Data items
+-------+
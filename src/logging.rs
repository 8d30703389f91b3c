//! Structured logging and run metrics for KMX
//!
//! Sets up the `tracing` subscriber (console or daily rolling files, plain or
//! JSON) and provides a small metrics collector and a progress reporter used
//! by the matrix builder.

use crate::error::{KmxError, Result};
use chrono::{DateTime, Utc};
use serde::{Deserialize, Serialize};
use std::collections::HashMap;
use std::fs;
use std::path::PathBuf;
use std::sync::atomic::{AtomicU64, Ordering};
use std::sync::{Arc, RwLock};
use std::time::{Duration, Instant};
use tracing::{debug, info, Level};
use tracing_appender::non_blocking::WorkerGuard;
use tracing_subscriber::{
    filter::Directive,
    fmt::{self, time::ChronoUtc},
    layer::SubscriberExt,
    util::SubscriberInitExt,
    EnvFilter, Layer, Registry,
};
use uuid::Uuid;

/// Log level configuration
#[derive(Debug, Clone, Copy, Serialize, Deserialize, PartialEq, Eq)]
#[serde(rename_all = "lowercase")]
pub enum LogLevel {
    Trace,
    Debug,
    Info,
    Warn,
    Error,
}

impl LogLevel {
    pub fn as_str(&self) -> &'static str {
        match self {
            LogLevel::Trace => "trace",
            LogLevel::Debug => "debug",
            LogLevel::Info => "info",
            LogLevel::Warn => "warn",
            LogLevel::Error => "error",
        }
    }
}

impl std::str::FromStr for LogLevel {
    type Err = KmxError;

    fn from_str(s: &str) -> Result<Self> {
        match s.to_lowercase().as_str() {
            "trace" => Ok(LogLevel::Trace),
            "debug" => Ok(LogLevel::Debug),
            "info" => Ok(LogLevel::Info),
            "warn" | "warning" => Ok(LogLevel::Warn),
            "error" => Ok(LogLevel::Error),
            _ => Err(KmxError::config(format!("Invalid log level: {}", s))),
        }
    }
}

impl From<LogLevel> for Level {
    fn from(level: LogLevel) -> Self {
        match level {
            LogLevel::Trace => Level::TRACE,
            LogLevel::Debug => Level::DEBUG,
            LogLevel::Info => Level::INFO,
            LogLevel::Warn => Level::WARN,
            LogLevel::Error => Level::ERROR,
        }
    }
}

/// Logging configuration
#[derive(Debug, Clone, Serialize, Deserialize)]
#[serde(default)]
pub struct LoggingConfig {
    /// Base log level
    pub level: LogLevel,
    /// Enable structured JSON logging
    pub json_format: bool,
    /// Log file directory (None for stderr only)
    pub log_dir: Option<PathBuf>,
    /// Log file name pattern
    pub log_file_pattern: String,
    /// Module-specific log levels
    pub module_levels: HashMap<String, LogLevel>,
}

impl Default for LoggingConfig {
    fn default() -> Self {
        Self {
            level: LogLevel::Info,
            json_format: false,
            log_dir: None,
            log_file_pattern: "kmx.log".to_string(),
            module_levels: HashMap::new(),
        }
    }
}

/// Running aggregate for one timer; individual samples are not kept
#[derive(Debug, Clone, Copy)]
struct TimerAggregate {
    count: usize,
    sum: Duration,
    min: Duration,
    max: Duration,
}

impl TimerAggregate {
    fn new(duration: Duration) -> Self {
        Self {
            count: 1,
            sum: duration,
            min: duration,
            max: duration,
        }
    }

    fn record(&mut self, duration: Duration) {
        self.count += 1;
        self.sum += duration;
        self.min = self.min.min(duration);
        self.max = self.max.max(duration);
    }
}

/// Run metrics: counters, gauges, timers and peak memory
#[derive(Debug)]
pub struct MetricsCollector {
    run_id: Uuid,
    counters: RwLock<HashMap<String, AtomicU64>>,
    timers: RwLock<HashMap<String, TimerAggregate>>,
    gauges: RwLock<HashMap<String, AtomicU64>>,
    peak_memory: AtomicU64,
    start_time: Instant,
}

impl Default for MetricsCollector {
    fn default() -> Self {
        Self::new()
    }
}

impl MetricsCollector {
    pub fn new() -> Self {
        Self::with_run_id(Uuid::new_v4())
    }

    /// Collector whose summary reports under an existing run id
    pub fn with_run_id(run_id: Uuid) -> Self {
        Self {
            run_id,
            counters: RwLock::new(HashMap::new()),
            timers: RwLock::new(HashMap::new()),
            gauges: RwLock::new(HashMap::new()),
            peak_memory: AtomicU64::new(0),
            start_time: Instant::now(),
        }
    }

    pub fn run_id(&self) -> Uuid {
        self.run_id
    }

    pub fn inc_counter(&self, name: &str) {
        self.inc_counter_by(name, 1);
    }

    pub fn inc_counter_by(&self, name: &str, value: u64) {
        let counters = self.counters.read().unwrap();
        if let Some(counter) = counters.get(name) {
            counter.fetch_add(value, Ordering::Relaxed);
        } else {
            drop(counters);
            let mut counters = self.counters.write().unwrap();
            counters
                .entry(name.to_string())
                .or_insert_with(|| AtomicU64::new(0))
                .fetch_add(value, Ordering::Relaxed);
        }
    }

    pub fn record_time(&self, name: &str, duration: Duration) {
        let mut timers = self.timers.write().unwrap();
        timers
            .entry(name.to_string())
            .and_modify(|agg| agg.record(duration))
            .or_insert_with(|| TimerAggregate::new(duration));
    }

    pub fn set_gauge(&self, name: &str, value: u64) {
        let mut gauges = self.gauges.write().unwrap();
        gauges
            .entry(name.to_string())
            .or_insert_with(|| AtomicU64::new(0))
            .store(value, Ordering::Relaxed);
    }

    /// Track the highest memory figure seen
    pub fn update_peak_memory(&self, usage: u64) {
        self.peak_memory.fetch_max(usage, Ordering::Relaxed);
    }

    pub fn peak_memory(&self) -> u64 {
        self.peak_memory.load(Ordering::Relaxed)
    }

    pub fn get_counter(&self, name: &str) -> u64 {
        self.counters
            .read()
            .unwrap()
            .get(name)
            .map(|c| c.load(Ordering::Relaxed))
            .unwrap_or(0)
    }

    pub fn get_gauge(&self, name: &str) -> u64 {
        self.gauges
            .read()
            .unwrap()
            .get(name)
            .map(|g| g.load(Ordering::Relaxed))
            .unwrap_or(0)
    }

    pub fn get_timing_stats(&self, name: &str) -> Option<TimingStats> {
        let timers = self.timers.read().unwrap();
        timers.get(name).map(|agg| TimingStats {
            count: agg.count,
            sum: agg.sum,
            mean: agg.sum / agg.count as u32,
            min: agg.min,
            max: agg.max,
        })
    }

    pub fn summary(&self) -> MetricsSummary {
        let counters = self
            .counters
            .read()
            .unwrap()
            .iter()
            .map(|(k, v)| (k.clone(), v.load(Ordering::Relaxed)))
            .collect();

        let gauges = self
            .gauges
            .read()
            .unwrap()
            .iter()
            .map(|(k, v)| (k.clone(), v.load(Ordering::Relaxed)))
            .collect();

        let names: Vec<String> = self.timers.read().unwrap().keys().cloned().collect();
        let timings = names
            .into_iter()
            .filter_map(|name| self.get_timing_stats(&name).map(|stats| (name, stats)))
            .collect();

        MetricsSummary {
            run_id: self.run_id,
            timestamp: Utc::now(),
            uptime: self.start_time.elapsed(),
            counters,
            gauges,
            timings,
            peak_memory: self.peak_memory(),
        }
    }
}

/// Timing statistics for a metric
#[derive(Debug, Clone, Serialize, Deserialize)]
pub struct TimingStats {
    pub count: usize,
    pub sum: Duration,
    pub mean: Duration,
    pub min: Duration,
    pub max: Duration,
}

/// Complete metrics summary for reporting
#[derive(Debug, Serialize, Deserialize)]
pub struct MetricsSummary {
    pub run_id: Uuid,
    pub timestamp: DateTime<Utc>,
    pub uptime: Duration,
    pub counters: HashMap<String, u64>,
    pub gauges: HashMap<String, u64>,
    pub timings: HashMap<String, TimingStats>,
    pub peak_memory: u64,
}

/// Periodic progress logging for long loops
pub struct ProgressReporter {
    name: String,
    total: Option<u64>,
    current: AtomicU64,
    start_time: Instant,
    last_report: RwLock<Instant>,
    report_interval: Duration,
}

impl ProgressReporter {
    pub fn new(name: impl Into<String>, total: Option<u64>) -> Self {
        Self {
            name: name.into(),
            total,
            current: AtomicU64::new(0),
            start_time: Instant::now(),
            last_report: RwLock::new(Instant::now()),
            report_interval: Duration::from_secs(30),
        }
    }

    pub fn with_interval(mut self, interval: Duration) -> Self {
        self.report_interval = interval;
        self
    }

    pub fn current(&self) -> u64 {
        self.current.load(Ordering::Relaxed)
    }

    pub fn set(&self, current: u64) {
        self.current.store(current, Ordering::Relaxed);
        self.maybe_report();
    }

    pub fn inc(&self) {
        self.current.fetch_add(1, Ordering::Relaxed);
        self.maybe_report();
    }

    /// Force a progress report
    pub fn report(&self) {
        let current = self.current();
        let elapsed = self.start_time.elapsed();
        let rate = current as f64 / elapsed.as_secs_f64().max(f64::EPSILON);

        match self.total {
            Some(total) if total > 0 => {
                let percentage = (current as f64 / total as f64) * 100.0;
                let eta = (rate > 0.0)
                    .then(|| Duration::from_secs_f64(total.saturating_sub(current) as f64 / rate));
                info!(
                    operation = %self.name,
                    current,
                    total,
                    elapsed = ?elapsed,
                    eta = ?eta,
                    "Progress: {:.1}% ({}/{}) at {:.2}/sec",
                    percentage,
                    current,
                    total,
                    rate
                );
            }
            _ => {
                info!(
                    operation = %self.name,
                    current,
                    elapsed = ?elapsed,
                    "Progress: {} at {:.2}/sec",
                    current,
                    rate
                );
            }
        }

        *self.last_report.write().unwrap() = Instant::now();
    }

    fn maybe_report(&self) {
        let now = Instant::now();
        let due = now.duration_since(*self.last_report.read().unwrap()) >= self.report_interval;
        if due {
            self.report();
        }
    }
}

/// Installed subscriber plus the shared metrics collector
pub struct LoggingSystem {
    metrics: Arc<MetricsCollector>,
    _guards: Vec<WorkerGuard>,
}

impl LoggingSystem {
    /// Install the global subscriber. Fails if one is already installed.
    pub fn init(config: &LoggingConfig) -> Result<Self> {
        let mut guards = Vec::new();

        let writer = if let Some(log_dir) = &config.log_dir {
            fs::create_dir_all(log_dir)?;
            let file_appender = tracing_appender::rolling::daily(log_dir, &config.log_file_pattern);
            let (non_blocking, guard) = tracing_appender::non_blocking(file_appender);
            guards.push(guard);
            non_blocking
        } else {
            let (non_blocking, guard) = tracing_appender::non_blocking(std::io::stderr());
            guards.push(guard);
            non_blocking
        };

        let format_layer: Box<dyn Layer<Registry> + Send + Sync> = if config.json_format {
            fmt::layer()
                .json()
                .with_timer(ChronoUtc::rfc_3339())
                .with_current_span(true)
                .with_writer(writer)
                .boxed()
        } else {
            fmt::layer()
                .with_timer(ChronoUtc::rfc_3339())
                .with_target(true)
                .with_ansi(config.log_dir.is_none())
                .with_writer(writer)
                .boxed()
        };

        let mut env_filter =
            EnvFilter::try_from_default_env().unwrap_or_else(|_| EnvFilter::new(config.level.as_str()));
        for (module, level) in &config.module_levels {
            let directive = format!("{}={}", module, level.as_str())
                .parse::<Directive>()
                .map_err(|e| KmxError::config(format!("Invalid log directive for '{}': {}", module, e)))?;
            env_filter = env_filter.add_directive(directive);
        }

        tracing_subscriber::registry()
            .with(format_layer.with_filter(env_filter))
            .try_init()
            .map_err(|e| KmxError::config(format!("Failed to initialize logging: {}", e)))?;

        info!(config = ?config, "KMX logging initialized");

        Ok(Self {
            metrics: Arc::new(MetricsCollector::new()),
            _guards: guards,
        })
    }

    pub fn metrics(&self) -> Arc<MetricsCollector> {
        Arc::clone(&self.metrics)
    }

    pub fn log_metrics_summary(&self) {
        let summary = self.metrics.summary();
        info!(metrics = ?summary, "Metrics summary");
    }
}

/// Run `f`, recording its duration under `name`
pub fn time_operation<T, F>(metrics: Option<&MetricsCollector>, name: &str, f: F) -> T
where
    F: FnOnce() -> T,
{
    let start = Instant::now();
    let result = f();
    let duration = start.elapsed();

    if let Some(metrics) = metrics {
        metrics.record_time(name, duration);
    }
    debug!(operation = name, duration = ?duration, "Operation completed");
    result
}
+-------+
• **Problem**
Please transcribe only the lines in the records above running from the line that has "file name pattern" through the line that has "are not kept", both included, exactly as they appear.

• **The answer**
    /// Log file name pattern
    pub log_file_pattern: String,
    /// Module-specific log levels
    pub module_levels: HashMap<String, LogLevel>,
}

impl Default for LoggingConfig {
    fn default() -> Self {
        Self {
            level: LogLevel::Info,
            json_format: false,
            log_dir: None,
            log_file_pattern: "kmx.log".to_string(),
            module_levels: HashMap::new(),
        }
    }
}

/// Running aggregate for one timer; individual samples are not kept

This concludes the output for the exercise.